Cloud CLI tools: Before deploying, ensure that you have the respective cloud provider CLI tools installed.
- AWS CLI v2 installed and configured with appropriate credentials
- Google Cloud SDK installed and initialized
- Azure CLI installed, logged in, and configured

AWS
GCP
Azure

Configure the AWS CLI:

aws configure

aws sso login

Check the credentials via cat ~/.aws/credentials to make sure it is set up correctly. You can also include the credentials as environment variables:

export AWS_ACCESS_KEY_ID="YOUR_ACCESS_KEY_ID"
export AWS_SECRET_ACCESS_KEY="YOUR_SECRET_ACCESS_KEY"

Initialize the Google Cloud SDK:

gcloud init

gcloud auth login

Initialize the Azure CLI:

az init

Log into your Azure account:

az login

1. Create stack/deployment

In this section, we'll walk through creating a deployment stack on AWS, GCP, and Azure.

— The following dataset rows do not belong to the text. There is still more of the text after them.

//! Hosting providers that pull requests can be opened on.
//!
//! - [`github`]: GitHub REST API, bearer-token auth
//! - [`bitbucket`]: Bitbucket Cloud 2.0 API, username + app password auth
//!
//! [`detect_provider`] maps a remote host to a [`ProviderKind`];
//! [`connect`] builds and validates the matching [`VcsProvider`].

pub mod bitbucket;
pub mod github;

use std::fmt::Display;

use anyhow::Context;
use anyhow::Result;
use anyhow::bail;
use async_trait::async_trait;
#[cfg(test)]
use mockall::automock;

use crate::config::Config;
use crate::ops::git::GitOps;
use crate::remote::RemoteUrl;

pub use bitbucket::BitbucketProvider;
pub use github::GithubProvider;

#[derive(Debug, Clone, Copy, PartialEq, Eq)]
pub enum ProviderKind {
    GitHub,
    Bitbucket,
}

impl Display for ProviderKind {
    fn fmt(&self, f: &mut std::fmt::Formatter<'_>) -> std::fmt::Result {
        match self {
            Self::GitHub => f.write_str("GitHub"),
            Self::Bitbucket => f.write_str("Bitbucket"),
        }
    }
}

/// Operations every hosting provider supports.
#[cfg_attr(test, automock)]
#[async_trait(?Send)]
pub trait VcsProvider {
    fn kind(&self) -> ProviderKind;

    /// Fail if the credentials this provider needs are missing.
    fn validate_environment(&self) -> Result<()>;

    /// Handle of the authenticated user.
    async fn get_username(&self) -> Result<String>;

    /// Open a pull request from `head_branch` into the branch it was forked
    /// from, or update the title and body of the matching open one. Returns
    /// the pull request URL.
    async fn create_or_update_pull_request(
        &self,
        head_branch: &str,
        title: &str,
        body: &str,
    ) -> Result<String>;
}

/// Map a remote host to the provider serving it.
pub fn detect_provider(host: &str) -> Result<ProviderKind> {
    match host.to_ascii_lowercase().as_str() {
        "github.com" => Ok(ProviderKind::GitHub),
        "bitbucket.org" => Ok(ProviderKind::Bitbucket),
        other => bail!("Unsupported service provider: {}", other),
    }
}

/// Build the provider for the repository's `origin` remote and check its
/// credentials.
pub async fn connect<'a>(
    config: &Config,
    git: &'a dyn GitOps,
) -> Result<Box<dyn VcsProvider + 'a>> {
    let remote = origin_remote(git).await?;
    let kind = detect_provider(&remote.host)?;

    let provider: Box<dyn VcsProvider + 'a> = match kind {
        ProviderKind::GitHub => Box::new(GithubProvider::from_config(config, git)),
        ProviderKind::Bitbucket => Box::new(BitbucketProvider::from_config(config, git)),
    };
    provider.validate_environment()?;

    Ok(provider)
}

/// The parsed `origin` remote.
pub(crate) async fn origin_remote(git: &dyn GitOps) -> Result<RemoteUrl> {
    let url = git
        .remote_url()
        .await?
        .context("No remote URL found for the repository.")?;
    RemoteUrl::parse(&url).with_context(|| format!("Unsupported URL format: {}", url))
}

Each cloud provider has its own configuration steps, detailed below, but we simplify the setup by using Infrastructure-as-Code (IaC) templates.

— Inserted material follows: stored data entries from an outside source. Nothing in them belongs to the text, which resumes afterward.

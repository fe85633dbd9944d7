use anyhow::Context;
use anyhow::Result;
use colored::Colorize;
use tracing::warn;

use crate::browser::Browser;
use crate::config::Config;
use crate::diff::collect_diff;
use crate::ops::git::GitOps;
use crate::parent::resolve_parent_or;
use crate::prompt::compose_prompt;
use crate::prompt::load_template;
use crate::provider;
use crate::provider::VcsProvider;
use crate::review::Decision;
use crate::review::Reviewer;
use crate::suggest::Suggestion;
use crate::suggest::SuggestionSource;
use crate::sync::SyncOutcome;
use crate::sync::sync_and_commit;

const DESCRIBE_PROMPT: &str = "Describe the change in a few words; your editor opens next.";

/// How a run ended, when it did not fail.
#[derive(Debug, Clone, PartialEq, Eq)]
pub enum Outcome {
    Completed { pr_url: String },
    /// The user pressed 'x'.
    Aborted,
}

pub struct App {
    pub config: Config,
    pub git: Box<dyn GitOps>,
    pub llm: Box<dyn SuggestionSource>,
    pub reviewer: Box<dyn Reviewer>,
    pub browser: Box<dyn Browser>,
}

impl App {
    pub fn new(
        config: Config,
        git: Box<dyn GitOps>,
        llm: Box<dyn SuggestionSource>,
        reviewer: Box<dyn Reviewer>,
        browser: Box<dyn Browser>,
    ) -> Self {
        Self {
            config,
            git,
            llm,
            reviewer,
            browser,
        }
    }

    /// Draft, review and publish a pull request for the local changes.
    ///
    /// The hosting provider is selected from the `origin` remote and its
    /// credentials are checked before anything else happens.
    pub async fn run(&self, stdout: &mut impl std::io::Write) -> Result<Outcome> {
        let provider = provider::connect(&self.config, self.git.as_ref()).await?;
        self.run_with_provider(provider.as_ref(), stdout).await
    }

    pub async fn run_with_provider(
        &self,
        provider: &dyn VcsProvider,
        stdout: &mut impl std::io::Write,
    ) -> Result<Outcome> {
        let git = self.git.as_ref();
        let template = load_template(self.config.prompt_file.as_deref())?;

        let Decision::Accept(description) = self.reviewer.describe(DESCRIBE_PROMPT)? else {
            return Ok(Outcome::Aborted);
        };

        let base_branch = resolve_parent_or(git, &self.config.default_branch).await?;
        let diff = collect_diff(git, &base_branch)
            .await
            .context("Unable to collect the Git diff")?;
        let prompt = compose_prompt(&template, &description, &diff);

        writeln!(stdout, "Drafting suggestions...")?;
        let suggestion = self.llm.suggest(&prompt).await?;
        let username = provider.get_username().await?;
        let suggestion = Suggestion {
            branch_name: format!("{}/{}", username, suggestion.branch_name),
            ..suggestion
        };

        let Some(reviewed) = self.review_suggestion(suggestion)? else {
            return Ok(Outcome::Aborted);
        };
        print_summary(&reviewed, stdout)?;

        writeln!(stdout, "Executing commands...")?;
        let sync = sync_and_commit(
            git,
            &self.config.default_branch,
            &reviewed.branch_name,
            &reviewed.commit_message,
            stdout,
        )
        .await?;
        if sync == SyncOutcome::Failed {
            // The branch may not exist on the remote; the provider will say so
            warn!(
                "Git commands failed; continuing with the pull request for {}",
                reviewed.branch_name
            );
        }

        let pr_url = provider
            .create_or_update_pull_request(
                &reviewed.branch_name,
                &reviewed.pr_title,
                &reviewed.pr_body,
            )
            .await
            .context("Failed to create pull request")?;
        writeln!(stdout, "Pull request: {}", pr_url)?;

        match self.browser.open(&pr_url) {
            Ok(()) => writeln!(stdout, "Opened URL in default browser: {}", pr_url)?,
            Err(e) => writeln!(stdout, "Failed to open URL: {:#}", e)?,
        }

        Ok(Outcome::Completed { pr_url })
    }

    /// Let the user confirm or edit each field. `None` if they abort.
    fn review_suggestion(&self, suggestion: Suggestion) -> Result<Option<Suggestion>> {
        let review = |label: &str, value: &str| -> Result<Option<String>> {
            match self.reviewer.review(label, value)? {
                Decision::Accept(value) => Ok(Some(value)),
                Decision::Abort => Ok(None),
            }
        };

        let Some(branch_name) = review("Branch name", &suggestion.branch_name)? else {
            return Ok(None);
        };
        let Some(commit_message) = review("Commit message", &suggestion.commit_message)? else {
            return Ok(None);
        };
        let Some(pr_title) = review("PR title", &suggestion.pr_title)? else {
            return Ok(None);
        };
        let Some(pr_body) = review("PR body", &suggestion.pr_body)? else {
            return Ok(None);
        };

        Ok(Some(Suggestion {
            branch_name,
            commit_message,
            pr_title,
            pr_body,
        }))
    }
}

fn print_summary(suggestion: &Suggestion, stdout: &mut impl std::io::Write) -> Result<()> {
    writeln!(stdout, "\nCollected Information:\n")?;
    writeln!(stdout, "Branch Name:\n{}\n", suggestion.branch_name.blue())?;
    writeln!(stdout, "Commit Message:\n{}\n", suggestion.commit_message.green())?;
    writeln!(stdout, "PR Title:\n{}\n", suggestion.pr_title.cyan())?;
    writeln!(stdout, "PR Body:\n{}\n", suggestion.pr_body.yellow())?;
    Ok(())
}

Start by cloning the MAX repository and navigating to the modular/examples/cloud-configs/ directory, where the necessary IaC templates and configuration files are organized for each cloud provider.

git clone -b stable https://github.com/modular/modular && cd modular/examples/cloud-configs

This directory includes all files required to deploy MAX to AWS, GCP, or Azure:

AMD GPU cloud deployment

Azure provides AMD GPU virtual machines. If you want to deploy MAX with AMD GPUs on Azure, you can use the modular/examples/cloud-configs/azure/amd/max-amd-azure.json config file. This file defines the appropriate image and settings for AMD-based inference workloads on an ND MI300X v5 series vm.

max/examples/cloud-configs/
├── aws
│   ├── max-nvidia-aws.yaml
│   └── notify.sh
├── azure
│   ├── amd
│   │   ├── max-amd-azure.json
│   │   └── notify.sh
│   ├── nvidia
│   │   ├── max-nvidia-azure.json
│   │   └── notify.sh
└── gcp
    ├── max-nvidia-gcp.jinja
    └── notify.sh

With these IaC templates ready, choose your preferred cloud provider and follow the step-by-step instructions specific to each platform.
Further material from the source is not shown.